Geometric Separability of Mesoscale Patterns in Data Represented in a Two-Dimensional Space
Measuring group separability in a geometrical space is a fundamental mission in data science and pattern recognition [
1,
2], because it allows assessing the extent to which algorithms for dimension reduction, embedding, and representation of multidimensional data perform well [
2]. The quality of the representation can be assessed according to different criteria, and the criterion to measure the geometric group separability of mesoscale patterns evaluates the ability of an algorithm to represent at the best the mesoscale patterns hidden in the original high-dimensional data space. In this study for mesoscale patterns we intend the organization of the data samples that tend to create groups that are separated between them (
inter-group diversity), but they retain also a meaningful internal distinction (
intra-group diversity). And, for representing at the best the mesoscale patterns in a two-dimensional space, we intend that the groups of samples should retain both inter-group diversity and intra-group diversity.
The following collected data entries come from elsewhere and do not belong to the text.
//! Derive the final package manifest.
//!
//! The template's `package.json` is deep-merged over whatever manifest the
//! project already has on disk, then scaffold fields derived from the
//! generation options fill any remaining gaps. Runs only when the template
//! ships a manifest or the project already has one; a template tree with
//! no manifest stays manifest-free.

use serde_json::Value;

use crate::error::Result;
use crate::pipeline::merge::deep_merge;
use crate::pipeline::{FileMap, FileRecord, Metadata, Stage};

use super::{options_object, parse_template_json, pretty_json_bytes, source_object};

const MANIFEST_FILE: &str = "package.json";
const DEFAULT_VERSION: &str = "0.1.0";

pub struct PackageManifest;

impl Stage for PackageManifest {
    fn name(&self) -> &'static str {
        "package-manifest"
    }

    fn transform(&self, files: &mut FileMap, metadata: &mut Metadata) -> Result<()> {
        let existing = source_object(metadata, "pkg");
        let template = match files.get(MANIFEST_FILE) {
            Some(record) => Some(parse_template_json(MANIFEST_FILE, &record.contents)?),
            None => None,
        };

        if template.is_none() && existing.is_empty() {
            return Ok(());
        }

        let mut manifest = Value::Object(existing);
        if let Some(template) = template {
            deep_merge(&mut manifest, &template);
        }

        let options = options_object(metadata);
        if let Some(map) = manifest.as_object_mut() {
            for key in ["name", "description"] {
                if !map.contains_key(key) {
                    if let Some(value) = options.get(key).filter(|v| !v.is_null()) {
                        map.insert(key.to_string(), value.clone());
                    }
                }
            }
            map.entry("version")
                .or_insert_with(|| Value::String(DEFAULT_VERSION.to_string()));
        }

        let record = files.entry(MANIFEST_FILE.to_string()).or_insert_with(FileRecord::default);
        record.contents = pretty_json_bytes(&manifest);
        Ok(())
    }
}
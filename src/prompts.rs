//! Declarative prompt schema and its runtime-evaluatable form.
//!
//! A [`PromptSpec`] is pure data out of a JSON schema file; a [`Question`]
//! is the same prompt with its `default`/`when`/`filter`/`validate` fields
//! ready to evaluate against the context store and accumulated answers.
//! Evaluation goes through one explicit evaluator call per field; there are
//! no closures capturing shared state.

use std::path::Path;

use serde::Deserialize;
use serde_json::Value;

use crate::context::{ContextStore, JsonMap};
use crate::error::{Error, Result};
use crate::expr;

/// File name of a per-template prompt schema override.
pub const PROMPTS_FILE: &str = "sprout.prompts.json";

/// Built-in prompt schema, compiled into the binary.
const DEFAULT_SCHEMA: &str = include_str!("../schema/prompts.defaults.json");

/// One declarative prompt out of a schema file. `name` and `message` are
/// required; the expression fields and any extra UI fields are optional.
#[derive(Debug, Clone, Default, Deserialize)]
pub struct PromptSpec {
    #[serde(default)]
    pub name: String,
    #[serde(default)]
    pub message: String,
    pub default: Option<String>,
    pub when: Option<String>,
    pub filter: Option<String>,
    pub validate: Option<String>,
    /// Passthrough UI fields (`type`, `choices`, ...), untouched by the
    /// builder.
    #[serde(flatten)]
    pub extra: JsonMap,
}

#[derive(Debug, Deserialize)]
struct PromptSchema {
    prompts: Vec<PromptSpec>,
}

/// How a question's default is produced.
#[derive(Debug, Clone)]
pub enum DefaultValue {
    /// Fixed value taken from `options[name]` at build time.
    Static(Value),
    /// Expression evaluated against the accumulated answers at ask time.
    Expr(String),
}

/// Outcome of a `validate` expression.
#[derive(Debug, Clone, PartialEq, Eq)]
pub enum Validation {
    Valid,
    Invalid(String),
}

/// Runtime form of a [`PromptSpec`]. Absent `when`/`filter`/`validate`
/// mean "always ask", "store input unmodified", and "accept anything".
#[derive(Debug, Clone)]
pub struct Question {
    pub name: String,
    pub message: String,
    pub default: Option<DefaultValue>,
    pub when: Option<String>,
    pub filter: Option<String>,
    pub validate: Option<String>,
    pub extra: JsonMap,
}

impl Question {
    /// Compute the default shown for this question, if any.
    pub fn default_value(&self, ctx: &ContextStore, answers: &JsonMap) -> Result<Option<Value>> {
        match &self.default {
            None => Ok(None),
            Some(DefaultValue::Static(value)) => Ok(Some(value.clone())),
            Some(DefaultValue::Expr(source)) => {
                let value = expr::evaluate(source, &ctx.bindings(answers))?;
                Ok(Some(value))
            }
        }
    }

    /// Whether this question should be asked given the answers so far.
    pub fn should_ask(&self, ctx: &ContextStore, answers: &JsonMap) -> Result<bool> {
        match &self.when {
            None => Ok(true),
            Some(source) => {
                let value = expr::evaluate(source, &ctx.bindings(answers))?;
                Ok(expr::truthy(&value))
            }
        }
    }

    /// Transform raw input into the stored answer value.
    pub fn apply_filter(
        &self,
        ctx: &ContextStore,
        answers: &JsonMap,
        input: &Value,
    ) -> Result<Value> {
        match &self.filter {
            None => Ok(input.clone()),
            Some(source) => expr::evaluate(source, &ctx.bindings_with_input(answers, input)),
        }
    }

    /// Check raw input. `true` (or any truthy non-string value) accepts; a
    /// string result is the rejection message; falsy rejects generically.
    pub fn check(&self, ctx: &ContextStore, answers: &JsonMap, input: &Value) -> Result<Validation> {
        let Some(source) = &self.validate else {
            return Ok(Validation::Valid);
        };

        let value = expr::evaluate(source, &ctx.bindings_with_input(answers, input))?;
        Ok(match value {
            Value::Bool(true) => Validation::Valid,
            Value::String(message) => Validation::Invalid(message),
            other if expr::truthy(&other) => Validation::Valid,
            _ => Validation::Invalid("Invalid input".to_string()),
        })
    }
}

/// Build runtime questions from prompt specs, preserving order. Fails as a
/// whole on the first spec missing `name` or `message`, with no partial list.
pub fn build_questions(specs: &[PromptSpec], ctx: &ContextStore) -> Result<Vec<Question>> {
    specs
        .iter()
        .map(|spec| {
            if spec.name.is_empty() {
                return Err(Error::InvalidPrompt {
                    name: None,
                    reason: "a prompt must provide a 'name'".to_string(),
                });
            }
            if spec.message.is_empty() {
                return Err(Error::InvalidPrompt {
                    name: Some(spec.name.clone()),
                    reason: format!("prompt '{}' must provide a 'message'", spec.name),
                });
            }

            // An explicit default expression wins; otherwise fall back to a
            // previously saved option of the same name.
            let default = match &spec.default {
                Some(source) => Some(DefaultValue::Expr(source.clone())),
                None => ctx
                    .options()
                    .get(&spec.name)
                    .cloned()
                    .map(DefaultValue::Static),
            };

            Ok(Question {
                name: spec.name.clone(),
                message: spec.message.clone(),
                default,
                when: spec.when.clone(),
                filter: spec.filter.clone(),
                validate: spec.validate.clone(),
                extra: spec.extra.clone(),
            })
        })
        .collect()
}

/// Load prompt specs: the template's `sprout.prompts.json` when present,
/// the built-in schema otherwise. An unreadable override is an author
/// error and fails loudly, unlike ambient config.
pub fn load_prompt_specs(template_root: &Path) -> Result<Vec<PromptSpec>> {
    let override_path = template_root.join(PROMPTS_FILE);
    let text = if override_path.exists() {
        std::fs::read_to_string(&override_path).map_err(|err| Error::InvalidPrompt {
            name: None,
            reason: format!("cannot read {}: {err}", override_path.display()),
        })?
    } else {
        DEFAULT_SCHEMA.to_string()
    };

    let schema: PromptSchema = serde_json::from_str(&text).map_err(|err| Error::InvalidPrompt {
        name: None,
        reason: format!("malformed prompt schema: {err}"),
    })?;

    Ok(schema.prompts)
}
This is possible to evaluate because the group of samples are associated with some labels, which can be provided: (1) supervisedly using meta-features or meta-data designed by the users; (2) unsupervisedly by applying algorithms for data clustering, with the scope to discover new groups stratifications or to independently verify the ones expected.
In 1973, with the introduction of the Dunn index [
3], the concept of cluster validity index (CVI) was presented with the aim to evaluate group separability of clusters detected in a geometric space by unsupervised algorithms for data clustering. Then, along the years, following the same philosophy, many other cluster validity indices were proposed including, to name some of the most used: in 1974 the Calinski-Harabasz index (CH) [
4]; in 1979 the Davies-Bouldin index (DB) [
5]; in 1987 the Silhouette index (SIL) [
6]; in 1995 the Generalized Dunn Index (GDI) [
7]; in 2019 the Density-involved Distance (CVDD) [
8]. For more details about the mathematical formula of each of these indices please refer to the original publications because, for the reasons we explain below, they are not subject of this study.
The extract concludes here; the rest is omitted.